Overview (UPDATE command)

UPDATE replaces values in a master file with updated values recorded in one or more files called transaction files. Cases in the master file and transaction file are matched according to a key variable.

The master file and the transaction files must be IBM® SPSS® Statistics data files or datasets available in the current session, including the active dataset. UPDATE replaces values and creates a new active dataset, which replaces the original active dataset.

UPDATE is designed to update values of existing variables for existing cases. Use MATCH FILES to add new variables to a data file and ADD FILES to add new cases.

Options

Variable Selection. You can specify which variables from each input file are included in the new active dataset using the DROP and KEEP subcommands.

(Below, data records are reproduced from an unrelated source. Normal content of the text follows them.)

//! Worker configuration
//!
//! Set once at startup and read-only afterwards. Options come from a
//! string map ([`WorkerConfig::from_options`]), the environment
//! ([`WorkerConfig::from_env`]) or the `with_*` builders.

use std::collections::HashMap;
use std::fmt;
use std::time::Duration;

/// Configuration errors, all fatal at startup
#[derive(Debug, Clone, PartialEq, thiserror::Error)]
pub enum ConfigError {
    #[error("at least one queue required")]
    EmptyQueues,

    #[error("weight must be numeric")]
    NonNumericWeight,

    #[error("invalid interval: {0}")]
    InvalidInterval(String),

    #[error("invalid value for {option}: {value}")]
    InvalidValue { option: String, value: String },

    #[error("{0} must be at least 1")]
    TooSmall(&'static str),
}

/// Weighted queue rotation
///
/// A queue declared with weight `w` appears `w` times in the rotation.
#[derive(Debug, Clone, Default, PartialEq, Eq)]
pub struct Queues {
    rotation: Vec<String>,
    strict: bool,
}

impl Queues {
    /// Parse `name` / `name=weight` entries separated by commas
    ///
    /// Empty entries and entries with an empty name are skipped. Ordering is
    /// strict (declaration order is a priority ladder) when no entry
    /// carries an explicit weight.
    pub fn parse(raw: &str) -> Result<Self, ConfigError> {
        let mut rotation = Vec::new();
        for entry in raw.split(',') {
            let (name, weight) = match entry.split_once('=') {
                Some((name, weight)) => (name, Some(weight)),
                None => (entry, None),
            };
            if name.is_empty() {
                continue;
            }
            let weight = match weight {
                None => 1,
                Some(w) => w
                    .parse::<i64>()
                    .map_err(|_| ConfigError::NonNumericWeight)?,
            };
            for _ in 0..weight.max(0) {
                rotation.push(name.to_string());
            }
        }

        if rotation.is_empty() {
            return Err(ConfigError::EmptyQueues);
        }
        Ok(Self {
            rotation,
            strict: !raw.contains('='),
        })
    }

    /// Unweighted queues polled in declaration order
    pub fn strict<I, S>(names: I) -> Self
    where
        I: IntoIterator<Item = S>,
        S: Into<String>,
    {
        Self {
            rotation: names.into_iter().map(Into::into).collect(),
            strict: true,
        }
    }

    /// The expanded rotation, one entry per poll attempt
    pub fn rotation(&self) -> &[String] {
        &self.rotation
    }

    /// Distinct queue names in declaration order
    pub fn names(&self) -> Vec<String> {
        let mut names: Vec<String> = Vec::new();
        for queue in &self.rotation {
            if !names.contains(queue) {
                names.push(queue.clone());
            }
        }
        names
    }

    pub fn is_strict(&self) -> bool {
        self.strict
    }

    pub fn len(&self) -> usize {
        self.rotation.len()
    }

    pub fn is_empty(&self) -> bool {
        self.rotation.is_empty()
    }
}

impl fmt::Display for Queues {
    fn fmt(&self, f: &mut fmt::Formatter<'_>) -> fmt::Result {
        write!(f, "[{}]", self.rotation.join(" "))
    }
}

/// Parse an interval given in (possibly fractional) seconds
pub fn parse_interval(raw: &str) -> Result<Duration, ConfigError> {
    let seconds: f64 = raw
        .trim()
        .parse()
        .map_err(|_| ConfigError::InvalidInterval(raw.to_string()))?;
    Duration::try_from_secs_f64(seconds).map_err(|_| ConfigError::InvalidInterval(raw.to_string()))
}

/// Accepts the spellings `1 t T TRUE true True 0 f F FALSE false False`
fn parse_bool(option: &str, raw: &str) -> Result<bool, ConfigError> {
    match raw {
        "1" | "t" | "T" | "TRUE" | "true" | "True" => Ok(true),
        "0" | "f" | "F" | "FALSE" | "false" | "False" => Ok(false),
        _ => Err(ConfigError::InvalidValue {
            option: option.to_string(),
            value: raw.to_string(),
        }),
    }
}

fn parse_count(option: &str, raw: &str) -> Result<usize, ConfigError> {
    raw.trim()
        .parse()
        .map_err(|_| ConfigError::InvalidValue {
            option: option.to_string(),
            value: raw.to_string(),
        })
}

/// Process-wide worker configuration
#[derive(Debug, Clone, PartialEq)]
pub struct WorkerConfig {
    /// Queues to poll; there is no default queue
    pub queues: Queues,

    /// Back-off after a sweep that found every queue empty
    pub interval: Duration,

    /// Number of concurrent workers
    pub concurrency: usize,

    /// Connection pool ceiling shared by the poller and all workers
    pub connections: usize,

    /// Store address
    pub uri: String,

    /// Prefix for every key
    pub namespace: String,

    /// Stop once a full sweep finds every queue empty
    pub exit_on_complete: bool,
}

impl Default for WorkerConfig {
    fn default() -> Self {
        Self {
            queues: Queues::default(),
            interval: Duration::from_secs(5),
            concurrency: 10,
            connections: 2,
            uri: "redis://localhost:6379/".to_string(),
            namespace: "resque:".to_string(),
            exit_on_complete: false,
        }
    }
}

impl WorkerConfig {
    /// Build from a string map of options over the defaults
    ///
    /// Recognized keys: `queues`, `interval`, `concurrency`, `connections`,
    /// `uri`, `namespace`, `exit-on-complete` (or `exitOnComplete`).
    /// Unknown keys are ignored, and an empty `queues` value leaves the queue
    /// list unset.
    pub fn from_options(options: &HashMap<String, String>) -> Result<Self, ConfigError> {
        let mut config = Self::default();
        config.apply_options(options)?;
        Ok(config)
    }

    /// Overlay options onto this configuration
    pub fn apply_options(&mut self, options: &HashMap<String, String>) -> Result<(), ConfigError> {
        if let Some(value) = options.get("queues") {
            if !value.is_empty() {
                self.queues = Queues::parse(value)?;
            }
        }
        if let Some(value) = options.get("interval") {
            self.interval = parse_interval(value)?;
        }
        if let Some(value) = options.get("concurrency") {
            self.concurrency = parse_count("concurrency", value)?;
        }
        if let Some(value) = options.get("connections") {
            self.connections = parse_count("connections", value)?;
        }
        if let Some(value) = options.get("uri") {
            self.uri = value.clone();
        }
        if let Some(value) = options.get("namespace") {
            self.namespace = value.clone();
        }
        if let Some(value) = options
            .get("exit-on-complete")
            .or_else(|| options.get("exitOnComplete"))
        {
            self.exit_on_complete = parse_bool("exit-on-complete", value)?;
        }
        Ok(())
    }

    /// Build from `REWORK_*` environment variables over the defaults
    pub fn from_env() -> Result<Self, ConfigError> {
        const VARS: [(&str, &str); 7] = [
            ("REWORK_QUEUES", "queues"),
            ("REWORK_INTERVAL", "interval"),
            ("REWORK_CONCURRENCY", "concurrency"),
            ("REWORK_CONNECTIONS", "connections"),
            ("REWORK_URI", "uri"),
            ("REWORK_NAMESPACE", "namespace"),
            ("REWORK_EXIT_ON_COMPLETE", "exit-on-complete"),
        ];

        let options: HashMap<String, String> = VARS
            .iter()
            .filter_map(|(var, option)| {
                std::env::var(var)
                    .ok()
                    .map(|value| (option.to_string(), value))
            })
            .collect();
        Self::from_options(&options)
    }

    pub fn with_queues(mut self, queues: Queues) -> Self {
        self.queues = queues;
        self
    }

    pub fn with_interval(mut self, interval: Duration) -> Self {
        self.interval = interval;
        self
    }

    pub fn with_concurrency(mut self, concurrency: usize) -> Self {
        self.concurrency = concurrency;
        self
    }

    pub fn with_connections(mut self, connections: usize) -> Self {
        self.connections = connections;
        self
    }

    pub fn with_uri(mut self, uri: impl Into<String>) -> Self {
        self.uri = uri.into();
        self
    }

    pub fn with_namespace(mut self, namespace: impl Into<String>) -> Self {
        self.namespace = namespace.into();
        self
    }

    pub fn with_exit_on_complete(mut self, exit_on_complete: bool) -> Self {
        self.exit_on_complete = exit_on_complete;
        self
    }

    /// Check the settings a run depends on
    pub fn validate(&self) -> Result<(), ConfigError> {
        if self.queues.is_empty() {
            return Err(ConfigError::EmptyQueues);
        }
        if self.concurrency < 1 {
            return Err(ConfigError::TooSmall("concurrency"));
        }
        if self.connections < 1 {
            return Err(ConfigError::TooSmall("connections"));
        }
        Ok(())
    }
}

impl fmt::Display for WorkerConfig {
    fn fmt(&self, f: &mut fmt::Formatter<'_>) -> fmt::Result {
        write!(
            f,
            "queues: {} | interval: {} | concurrency: {} | connections: {} | uri: {} | namespace: {} | exitOnComplete: {}",
            self.queues,
            self.interval.as_secs_f64(),
            self.concurrency,
            self.connections,
            self.uri,
            self.namespace,
            self.exit_on_complete
        )
    }
}

#[cfg(test)]
mod tests {
    use super::*;

    fn options(pairs: &[(&str, &str)]) -> HashMap<String, String> {
        pairs
            .iter()
            .map(|(k, v)| (k.to_string(), v.to_string()))
            .collect()
    }

    #[test]
    fn test_parse_queues() {
        let cases: Vec<(&str, Result<Vec<&str>, ConfigError>)> = vec![
            ("", Err(ConfigError::EmptyQueues)),
            ("high", Ok(vec!["high"])),
            ("high,low", Ok(vec!["high", "low"])),
            ("high=2,low=1", Ok(vec!["high", "high", "low"])),
            ("high=2,low", Ok(vec!["high", "high", "low"])),
            ("low=1,high=2", Ok(vec!["low", "high", "high"])),
            ("low=,high=2", Err(ConfigError::NonNumericWeight)),
            ("low=a,high=2", Err(ConfigError::NonNumericWeight)),
            ("low=", Err(ConfigError::NonNumericWeight)),
            ("low=a", Err(ConfigError::NonNumericWeight)),
            ("high=2,,,=1", Ok(vec!["high", "high"])),
            (",,,", Err(ConfigError::EmptyQueues)),
            ("=1", Err(ConfigError::EmptyQueues)),
            ("low=0", Err(ConfigError::EmptyQueues)),
        ];

        for (raw, expected) in &cases {
            let actual = Queues::parse(raw);
            match expected {
                Ok(rotation) => {
                    let queues = actual.unwrap_or_else(|e| panic!("{raw:?}: {e}"));
                    assert_eq!(queues.rotation(), rotation.as_slice(), "{raw:?}");
                }
                Err(err) => assert_eq!(actual.as_ref(), Err(err), "{raw:?}"),
            }
        }
    }

    #[test]
    fn test_error_messages() {
        assert_eq!(ConfigError::EmptyQueues.to_string(), "at least one queue required");
        assert_eq!(ConfigError::NonNumericWeight.to_string(), "weight must be numeric");
    }

    #[test]
    fn test_strict_ordering() {
        assert!(Queues::parse("high,low").unwrap().is_strict());
        assert!(!Queues::parse("high=1,low").unwrap().is_strict());
        assert!(!Queues::parse("high=2,,,=1").unwrap().is_strict());
    }

    #[test]
    fn test_queue_names_are_distinct() {
        let queues = Queues::parse("high=3,low=2").unwrap();
        assert_eq!(queues.len(), 5);
        assert_eq!(queues.names(), vec!["high", "low"]);
    }

    #[test]
    fn test_queues_display() {
        assert_eq!(Queues::parse("high").unwrap().to_string(), "[high]");
        assert_eq!(Queues::parse("high,low").unwrap().to_string(), "[high low]");
    }

    #[test]
    fn test_parse_interval() {
        assert_eq!(parse_interval("0").unwrap(), Duration::ZERO);
        assert_eq!(parse_interval("1").unwrap(), Duration::from_secs(1));
        assert_eq!(parse_interval("1.5").unwrap(), Duration::from_millis(1500));
        assert!(parse_interval("soon").is_err());
        assert!(parse_interval("-1").is_err());
        assert!(parse_interval("inf").is_err());
    }

    #[test]
    fn test_defaults() {
        let config = WorkerConfig::default();
        assert!(config.queues.is_empty());
        assert_eq!(config.interval, Duration::from_secs(5));
        assert_eq!(config.concurrency, 10);
        assert_eq!(config.connections, 2);
        assert_eq!(config.uri, "redis://localhost:6379/");
        assert_eq!(config.namespace, "resque:");
        assert!(!config.exit_on_complete);
        assert_eq!(config.validate(), Err(ConfigError::EmptyQueues));
    }

    #[test]
    fn test_from_options() {
        let config = WorkerConfig::from_options(&options(&[
            ("queues", "high=2,low=1"),
            ("interval", "0.25"),
            ("concurrency", "4"),
            ("connections", "3"),
            ("uri", "redis://cache:6380/1"),
            ("namespace", "jobs:"),
            ("exitOnComplete", "true"),
            ("unrelated", "ignored"),
        ]))
        .unwrap();

        assert_eq!(config.queues.rotation(), ["high", "high", "low"]);
        assert_eq!(config.interval, Duration::from_millis(250));
        assert_eq!(config.concurrency, 4);
        assert_eq!(config.connections, 3);
        assert_eq!(config.uri, "redis://cache:6380/1");
        assert_eq!(config.namespace, "jobs:");
        assert!(config.exit_on_complete);
        assert!(config.validate().is_ok());
    }

    #[test]
    fn test_from_options_rejects_bad_values() {
        assert_eq!(
            WorkerConfig::from_options(&options(&[("queues", "low=a")])),
            Err(ConfigError::NonNumericWeight)
        );
        assert!(matches!(
            WorkerConfig::from_options(&options(&[("concurrency", "many")])),
            Err(ConfigError::InvalidValue { .. })
        ));
        assert!(matches!(
            WorkerConfig::from_options(&options(&[("exit-on-complete", "yes")])),
            Err(ConfigError::InvalidValue { .. })
        ));
    }

    #[test]
    fn test_validate_counts() {
        let config = WorkerConfig::default().with_queues(Queues::strict(["default"]));
        assert!(config.validate().is_ok());
        assert_eq!(
            config.clone().with_concurrency(0).validate(),
            Err(ConfigError::TooSmall("concurrency"))
        );
        assert_eq!(
            config.with_connections(0).validate(),
            Err(ConfigError::TooSmall("connections"))
        );
    }

    #[test]
    fn test_display_matches_print_config() {
        let config = WorkerConfig::default()
            .with_queues(Queues::parse("high=2,low").unwrap())
            .with_interval(Duration::from_millis(1500));
        assert_eq!(
            config.to_string(),
            "queues: [high high low] | interval: 1.5 | concurrency: 10 | connections: 2 | uri: redis://localhost:6379/ | namespace: resque: | exitOnComplete: false"
        );
        assert!(WorkerConfig::default().to_string().contains("interval: 5 |"));
    }
}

Variable Names. You can rename variables in each input file before combining the files using the RENAME subcommand. This permits you to combine variables that are the same but whose names differ in different input files, or to separate variables that are different but have the same name.

Variable Flag. You can create a variable that indicates whether a case came from a particular input file using IN. You can use the FIRST or LAST subcommand to create a variable that flags the first or last case of a group of cases with the same value for the key variable.

Variable Map. You can request a map showing all variables in the new active dataset, their order, and the input files from which they came using the MAP subcommand.

Basic Specification

The basic specification is two or more FILE subcommands and a BY subcommand.

  • The first FILE subcommand must specify the master file. All other FILE subcommands identify the transaction files.
  • BY specifies the key variables.
  • All files must be sorted in ascending order by the key variables.
  • By default, all variables from all input files are included in the new active dataset.

Subcommand Order

  • The master file must be specified first.
  • RENAME and IN must immediately follow the FILE subcommand to which they apply.
  • BY must follow the FILE subcommands and any associated RENAME and IN subcommands.
  • MAP, DROP, and KEEP must be specified after all FILE and RENAME subcommands.

Syntax Rules

  • BY can be specified only once. However, multiple variables can be specified on BY. All files must be sorted in ascending order by the key variables named on BY.
  • The master file cannot contain duplicate values for the key variables.
  • RENAME can be repeated after each FILE subcommand and applies only to variables in the file named on the immediately preceding FILE subcommand.
  • MAP can be repeated as often as needed.

Operations

  • UPDATE reads all input files named on FILE and builds a new active dataset. The new active dataset is built when the data are read by one of the procedure commands or the EXECUTE, SAVE, or SORT CASES command.
    • If the current active dataset is included and is specified with an asterisk (FILE=*), the new merged dataset replaces the active dataset. If that dataset is a named dataset, the merged dataset retains that name. If the current active dataset is not included or is specified by name (for example, FILE=Dataset1), a new unnamed, merged dataset is created, and it becomes the active dataset. For information on naming datasets, see DATASET NAME.
  • The new active dataset contains complete dictionary information from the input files, including variable names, labels, print and write formats, and missing-value indicators. The new active dataset also contains the documents from each input file, unless the DROP DOCUMENTS command is used.
  • UPDATE copies all variables in order from the master file, then all variables in order from the first transaction file, then all variables in order from the second transaction file, and so on.
  • Cases are updated when they are matched on the BY variable(s). If the master and transaction files contain common variables for matched cases, the values for those variables are taken from the transaction file, provided that the values are not missing or blanks. Missing or blank values in the transaction files are not used to update values in the master file.
  • When UPDATE encounters duplicate keys within a transaction file, it applies each transaction sequentially to that case to produce one case per key value in the resulting file. If more than one transaction file is specified, the value for a variable comes from the last transaction file with a nonmissing value for that variable.
  • Variables that are in the transaction files but not in the master file are added to the master file. Cases that do not contain those variables are assigned the system-missing value (for numerics) or blanks (for strings).
  • Cases that are in the transaction files but not in the master file are added to the master file and are interleaved according to their values for the key variables.
  • If the active dataset is named as an input file, any N and SAMPLE commands that have been specified are applied to the active dataset before files are combined.
  • The TEMPORARY command cannot be in effect if the active dataset is used as an input file.

Limitations

  • A maximum of one BY subcommand. However, BY can specify multiple variables.